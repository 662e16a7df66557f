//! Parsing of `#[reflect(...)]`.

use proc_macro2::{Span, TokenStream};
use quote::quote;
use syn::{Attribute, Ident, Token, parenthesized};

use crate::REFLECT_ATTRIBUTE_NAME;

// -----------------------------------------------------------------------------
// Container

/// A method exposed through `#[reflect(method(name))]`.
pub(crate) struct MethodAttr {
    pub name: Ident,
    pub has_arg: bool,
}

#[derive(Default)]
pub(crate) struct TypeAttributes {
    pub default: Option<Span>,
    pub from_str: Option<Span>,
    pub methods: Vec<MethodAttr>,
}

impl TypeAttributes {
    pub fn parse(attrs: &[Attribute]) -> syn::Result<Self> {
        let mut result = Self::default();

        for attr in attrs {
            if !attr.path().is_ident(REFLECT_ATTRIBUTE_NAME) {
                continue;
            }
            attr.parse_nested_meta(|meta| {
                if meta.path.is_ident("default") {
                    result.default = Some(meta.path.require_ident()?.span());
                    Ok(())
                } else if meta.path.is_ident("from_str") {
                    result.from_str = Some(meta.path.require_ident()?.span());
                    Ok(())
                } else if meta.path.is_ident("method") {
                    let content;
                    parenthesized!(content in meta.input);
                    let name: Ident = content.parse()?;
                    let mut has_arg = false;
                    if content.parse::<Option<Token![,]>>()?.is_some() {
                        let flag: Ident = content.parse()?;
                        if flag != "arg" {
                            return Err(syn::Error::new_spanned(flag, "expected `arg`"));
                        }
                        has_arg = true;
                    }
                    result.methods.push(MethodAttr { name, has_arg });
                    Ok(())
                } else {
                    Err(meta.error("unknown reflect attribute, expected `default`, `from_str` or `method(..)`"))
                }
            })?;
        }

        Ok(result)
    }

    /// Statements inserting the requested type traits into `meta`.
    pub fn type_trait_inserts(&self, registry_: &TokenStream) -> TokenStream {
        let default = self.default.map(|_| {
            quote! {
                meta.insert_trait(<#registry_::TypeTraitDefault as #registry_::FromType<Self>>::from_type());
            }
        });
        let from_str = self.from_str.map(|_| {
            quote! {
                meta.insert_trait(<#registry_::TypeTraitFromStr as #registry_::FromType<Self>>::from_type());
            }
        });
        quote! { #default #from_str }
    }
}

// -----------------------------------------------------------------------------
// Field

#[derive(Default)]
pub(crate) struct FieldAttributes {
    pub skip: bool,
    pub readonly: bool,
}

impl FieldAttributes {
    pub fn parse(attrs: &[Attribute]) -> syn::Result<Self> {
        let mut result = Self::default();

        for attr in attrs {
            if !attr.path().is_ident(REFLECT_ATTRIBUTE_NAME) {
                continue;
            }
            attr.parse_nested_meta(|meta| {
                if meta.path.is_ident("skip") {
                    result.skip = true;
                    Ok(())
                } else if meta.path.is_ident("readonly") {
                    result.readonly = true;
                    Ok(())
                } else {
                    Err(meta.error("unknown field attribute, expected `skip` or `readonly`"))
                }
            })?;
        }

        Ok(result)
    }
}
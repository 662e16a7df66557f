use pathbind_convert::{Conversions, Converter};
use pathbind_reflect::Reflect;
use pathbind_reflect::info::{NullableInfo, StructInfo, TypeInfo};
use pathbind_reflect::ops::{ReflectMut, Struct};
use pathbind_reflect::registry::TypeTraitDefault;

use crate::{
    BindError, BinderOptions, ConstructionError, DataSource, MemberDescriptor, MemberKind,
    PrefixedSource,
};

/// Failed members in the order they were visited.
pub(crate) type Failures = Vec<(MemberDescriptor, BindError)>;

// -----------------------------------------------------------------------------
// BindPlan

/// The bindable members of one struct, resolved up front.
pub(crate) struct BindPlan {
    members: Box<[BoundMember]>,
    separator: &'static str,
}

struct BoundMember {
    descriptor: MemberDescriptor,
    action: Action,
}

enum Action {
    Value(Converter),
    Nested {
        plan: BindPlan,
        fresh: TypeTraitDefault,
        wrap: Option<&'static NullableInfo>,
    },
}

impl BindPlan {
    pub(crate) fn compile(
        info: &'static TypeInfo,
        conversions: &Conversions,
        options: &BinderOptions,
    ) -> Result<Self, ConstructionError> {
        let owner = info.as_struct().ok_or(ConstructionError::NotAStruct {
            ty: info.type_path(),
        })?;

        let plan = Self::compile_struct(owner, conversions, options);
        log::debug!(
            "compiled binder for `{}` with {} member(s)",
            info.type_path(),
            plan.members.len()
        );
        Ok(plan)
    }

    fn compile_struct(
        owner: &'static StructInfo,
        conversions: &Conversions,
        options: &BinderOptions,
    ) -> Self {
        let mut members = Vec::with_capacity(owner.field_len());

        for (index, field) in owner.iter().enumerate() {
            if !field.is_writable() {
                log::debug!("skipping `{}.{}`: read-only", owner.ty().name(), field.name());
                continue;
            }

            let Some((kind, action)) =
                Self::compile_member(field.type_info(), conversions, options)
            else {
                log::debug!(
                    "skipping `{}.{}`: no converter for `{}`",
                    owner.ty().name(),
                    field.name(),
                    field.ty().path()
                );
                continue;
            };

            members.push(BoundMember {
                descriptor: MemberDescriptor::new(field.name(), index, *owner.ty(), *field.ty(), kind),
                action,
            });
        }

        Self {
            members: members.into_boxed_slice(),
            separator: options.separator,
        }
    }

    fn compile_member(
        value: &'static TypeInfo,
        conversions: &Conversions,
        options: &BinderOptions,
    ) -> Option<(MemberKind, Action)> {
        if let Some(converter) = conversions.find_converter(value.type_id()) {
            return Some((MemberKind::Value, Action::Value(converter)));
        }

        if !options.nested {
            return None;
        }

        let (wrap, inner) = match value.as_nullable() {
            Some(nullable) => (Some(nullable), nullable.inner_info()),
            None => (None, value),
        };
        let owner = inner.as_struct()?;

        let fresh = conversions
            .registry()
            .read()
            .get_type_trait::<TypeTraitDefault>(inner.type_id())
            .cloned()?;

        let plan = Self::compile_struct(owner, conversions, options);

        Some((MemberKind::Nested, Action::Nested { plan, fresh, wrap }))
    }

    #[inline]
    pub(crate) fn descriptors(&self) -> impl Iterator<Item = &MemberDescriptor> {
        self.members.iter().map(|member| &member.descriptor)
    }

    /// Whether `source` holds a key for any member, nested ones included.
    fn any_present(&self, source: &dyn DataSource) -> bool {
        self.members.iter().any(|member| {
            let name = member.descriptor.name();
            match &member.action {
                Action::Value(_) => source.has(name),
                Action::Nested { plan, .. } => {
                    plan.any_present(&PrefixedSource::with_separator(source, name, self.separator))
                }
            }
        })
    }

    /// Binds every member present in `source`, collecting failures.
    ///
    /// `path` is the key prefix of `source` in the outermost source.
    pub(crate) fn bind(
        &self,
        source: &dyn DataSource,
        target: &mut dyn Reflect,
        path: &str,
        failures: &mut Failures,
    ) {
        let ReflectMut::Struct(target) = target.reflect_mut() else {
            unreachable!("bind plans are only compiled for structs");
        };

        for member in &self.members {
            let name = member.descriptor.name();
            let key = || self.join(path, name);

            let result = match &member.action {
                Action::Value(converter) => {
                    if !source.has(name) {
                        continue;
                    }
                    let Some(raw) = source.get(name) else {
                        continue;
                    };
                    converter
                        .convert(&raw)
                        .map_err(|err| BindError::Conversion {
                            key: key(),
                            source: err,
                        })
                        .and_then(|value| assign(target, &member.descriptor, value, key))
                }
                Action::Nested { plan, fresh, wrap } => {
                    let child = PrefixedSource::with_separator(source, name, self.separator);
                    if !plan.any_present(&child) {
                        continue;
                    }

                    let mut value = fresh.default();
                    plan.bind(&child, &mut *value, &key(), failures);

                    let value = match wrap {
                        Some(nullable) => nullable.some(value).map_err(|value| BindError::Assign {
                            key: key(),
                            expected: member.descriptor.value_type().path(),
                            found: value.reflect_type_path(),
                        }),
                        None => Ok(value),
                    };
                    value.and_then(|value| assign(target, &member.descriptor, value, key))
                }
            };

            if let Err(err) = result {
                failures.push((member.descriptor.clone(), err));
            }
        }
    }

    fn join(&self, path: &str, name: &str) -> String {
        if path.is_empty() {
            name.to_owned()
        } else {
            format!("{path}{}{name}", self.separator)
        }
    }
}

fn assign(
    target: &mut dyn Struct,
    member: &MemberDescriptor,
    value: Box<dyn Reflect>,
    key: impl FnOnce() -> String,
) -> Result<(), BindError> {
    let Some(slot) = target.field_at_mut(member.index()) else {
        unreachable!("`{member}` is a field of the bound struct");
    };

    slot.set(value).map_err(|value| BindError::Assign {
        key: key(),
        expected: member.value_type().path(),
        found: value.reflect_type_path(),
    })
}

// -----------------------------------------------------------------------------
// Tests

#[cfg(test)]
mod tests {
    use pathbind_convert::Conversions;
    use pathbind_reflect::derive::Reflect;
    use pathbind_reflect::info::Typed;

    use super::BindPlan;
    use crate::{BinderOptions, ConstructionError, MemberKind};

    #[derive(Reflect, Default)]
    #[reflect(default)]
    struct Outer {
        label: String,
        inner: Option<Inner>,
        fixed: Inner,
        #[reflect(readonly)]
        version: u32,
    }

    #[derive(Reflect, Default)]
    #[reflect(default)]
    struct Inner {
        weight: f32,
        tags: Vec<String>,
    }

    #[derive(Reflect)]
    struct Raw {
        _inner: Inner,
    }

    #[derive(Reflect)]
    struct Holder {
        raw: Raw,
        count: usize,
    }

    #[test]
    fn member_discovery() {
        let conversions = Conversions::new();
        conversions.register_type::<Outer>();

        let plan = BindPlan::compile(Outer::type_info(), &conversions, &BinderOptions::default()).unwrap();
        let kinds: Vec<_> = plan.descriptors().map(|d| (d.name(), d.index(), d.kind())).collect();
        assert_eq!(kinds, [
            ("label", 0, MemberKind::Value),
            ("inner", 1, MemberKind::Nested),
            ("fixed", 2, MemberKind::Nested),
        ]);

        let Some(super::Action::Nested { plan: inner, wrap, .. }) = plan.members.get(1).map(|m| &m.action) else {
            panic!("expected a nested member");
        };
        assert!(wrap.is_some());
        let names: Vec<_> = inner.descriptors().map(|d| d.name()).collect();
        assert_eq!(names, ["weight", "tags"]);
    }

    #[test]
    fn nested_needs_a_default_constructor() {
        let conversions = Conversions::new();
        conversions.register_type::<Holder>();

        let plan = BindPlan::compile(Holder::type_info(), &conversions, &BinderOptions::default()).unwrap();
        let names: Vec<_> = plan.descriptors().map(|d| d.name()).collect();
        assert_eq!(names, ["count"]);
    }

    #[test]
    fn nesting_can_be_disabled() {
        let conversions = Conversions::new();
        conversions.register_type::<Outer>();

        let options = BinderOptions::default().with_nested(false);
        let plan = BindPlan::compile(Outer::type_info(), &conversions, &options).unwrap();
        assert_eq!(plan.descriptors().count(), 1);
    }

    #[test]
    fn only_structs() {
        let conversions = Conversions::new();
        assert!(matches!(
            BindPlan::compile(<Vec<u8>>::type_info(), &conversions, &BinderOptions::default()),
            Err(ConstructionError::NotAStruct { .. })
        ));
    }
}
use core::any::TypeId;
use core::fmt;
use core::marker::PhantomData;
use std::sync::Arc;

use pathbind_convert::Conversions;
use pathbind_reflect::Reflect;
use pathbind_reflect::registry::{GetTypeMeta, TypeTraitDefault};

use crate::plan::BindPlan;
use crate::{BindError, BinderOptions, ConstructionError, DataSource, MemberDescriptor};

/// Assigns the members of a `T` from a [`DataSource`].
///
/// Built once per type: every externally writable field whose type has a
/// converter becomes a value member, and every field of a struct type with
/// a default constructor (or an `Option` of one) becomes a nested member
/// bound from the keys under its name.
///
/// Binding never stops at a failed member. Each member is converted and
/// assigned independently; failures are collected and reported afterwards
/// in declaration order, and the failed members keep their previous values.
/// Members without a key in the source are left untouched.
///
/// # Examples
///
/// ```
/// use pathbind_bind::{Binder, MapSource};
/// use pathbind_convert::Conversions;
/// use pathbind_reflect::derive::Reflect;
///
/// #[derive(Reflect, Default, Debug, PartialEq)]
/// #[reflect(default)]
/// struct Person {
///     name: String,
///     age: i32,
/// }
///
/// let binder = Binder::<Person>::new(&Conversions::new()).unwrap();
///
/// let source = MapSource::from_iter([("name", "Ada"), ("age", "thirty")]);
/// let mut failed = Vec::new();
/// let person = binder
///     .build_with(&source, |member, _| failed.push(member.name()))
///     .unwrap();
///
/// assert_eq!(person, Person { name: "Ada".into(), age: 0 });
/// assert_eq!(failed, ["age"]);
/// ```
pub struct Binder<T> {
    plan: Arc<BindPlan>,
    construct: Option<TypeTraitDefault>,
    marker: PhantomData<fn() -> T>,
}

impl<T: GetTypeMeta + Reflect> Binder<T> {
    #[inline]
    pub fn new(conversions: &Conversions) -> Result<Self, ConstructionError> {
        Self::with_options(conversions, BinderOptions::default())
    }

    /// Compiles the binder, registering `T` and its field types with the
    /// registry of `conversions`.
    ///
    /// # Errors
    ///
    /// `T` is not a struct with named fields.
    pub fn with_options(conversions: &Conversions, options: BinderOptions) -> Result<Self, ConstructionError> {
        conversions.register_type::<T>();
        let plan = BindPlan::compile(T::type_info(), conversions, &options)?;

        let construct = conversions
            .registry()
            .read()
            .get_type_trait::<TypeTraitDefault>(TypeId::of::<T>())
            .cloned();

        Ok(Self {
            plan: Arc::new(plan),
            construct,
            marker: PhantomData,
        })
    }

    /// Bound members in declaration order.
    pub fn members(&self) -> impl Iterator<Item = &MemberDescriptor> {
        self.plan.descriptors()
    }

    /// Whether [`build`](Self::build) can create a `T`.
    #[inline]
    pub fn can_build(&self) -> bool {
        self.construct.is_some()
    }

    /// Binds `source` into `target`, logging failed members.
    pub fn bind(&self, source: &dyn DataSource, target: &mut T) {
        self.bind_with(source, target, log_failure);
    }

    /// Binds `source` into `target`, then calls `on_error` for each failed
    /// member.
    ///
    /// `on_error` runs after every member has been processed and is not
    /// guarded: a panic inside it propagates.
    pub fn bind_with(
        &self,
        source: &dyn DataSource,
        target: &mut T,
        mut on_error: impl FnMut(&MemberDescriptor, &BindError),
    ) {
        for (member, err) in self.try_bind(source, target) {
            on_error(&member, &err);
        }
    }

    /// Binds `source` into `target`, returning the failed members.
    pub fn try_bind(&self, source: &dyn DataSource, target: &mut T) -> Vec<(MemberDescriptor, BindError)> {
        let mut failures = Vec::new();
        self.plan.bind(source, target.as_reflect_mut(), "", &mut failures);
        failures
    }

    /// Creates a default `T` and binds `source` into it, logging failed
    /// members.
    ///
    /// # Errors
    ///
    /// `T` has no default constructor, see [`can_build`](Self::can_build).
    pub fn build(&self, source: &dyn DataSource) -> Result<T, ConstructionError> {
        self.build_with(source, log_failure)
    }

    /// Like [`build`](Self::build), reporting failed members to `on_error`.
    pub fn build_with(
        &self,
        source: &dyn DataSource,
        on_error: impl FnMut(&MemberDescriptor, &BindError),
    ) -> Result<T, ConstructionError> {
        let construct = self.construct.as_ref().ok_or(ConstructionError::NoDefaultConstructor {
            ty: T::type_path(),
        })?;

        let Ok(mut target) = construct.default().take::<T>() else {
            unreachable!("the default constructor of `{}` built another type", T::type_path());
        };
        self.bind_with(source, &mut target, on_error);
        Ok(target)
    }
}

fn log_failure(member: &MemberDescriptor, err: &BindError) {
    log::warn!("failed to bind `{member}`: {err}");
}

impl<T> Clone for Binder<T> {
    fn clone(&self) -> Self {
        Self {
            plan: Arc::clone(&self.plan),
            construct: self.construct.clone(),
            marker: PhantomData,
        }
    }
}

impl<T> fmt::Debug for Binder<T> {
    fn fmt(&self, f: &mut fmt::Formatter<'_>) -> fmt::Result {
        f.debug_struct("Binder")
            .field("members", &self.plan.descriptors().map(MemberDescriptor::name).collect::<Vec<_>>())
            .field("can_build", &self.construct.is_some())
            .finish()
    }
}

■ TASK STATEMENT ■
Check each line of the entries for "expected" and copy those that have it.

■ TASK RESPONSE ■
                            return Err(syn::Error::new_spanned(flag, "expected `arg`"));
                    Err(meta.error("unknown reflect attribute, expected `default`, `from_str` or `method(..)`"))
                    Err(meta.error("unknown field attribute, expected `skip` or `readonly`"))
                            expected: member.descriptor.value_type().path(),
        expected: member.value_type().path(),
            panic!("expected a nested member");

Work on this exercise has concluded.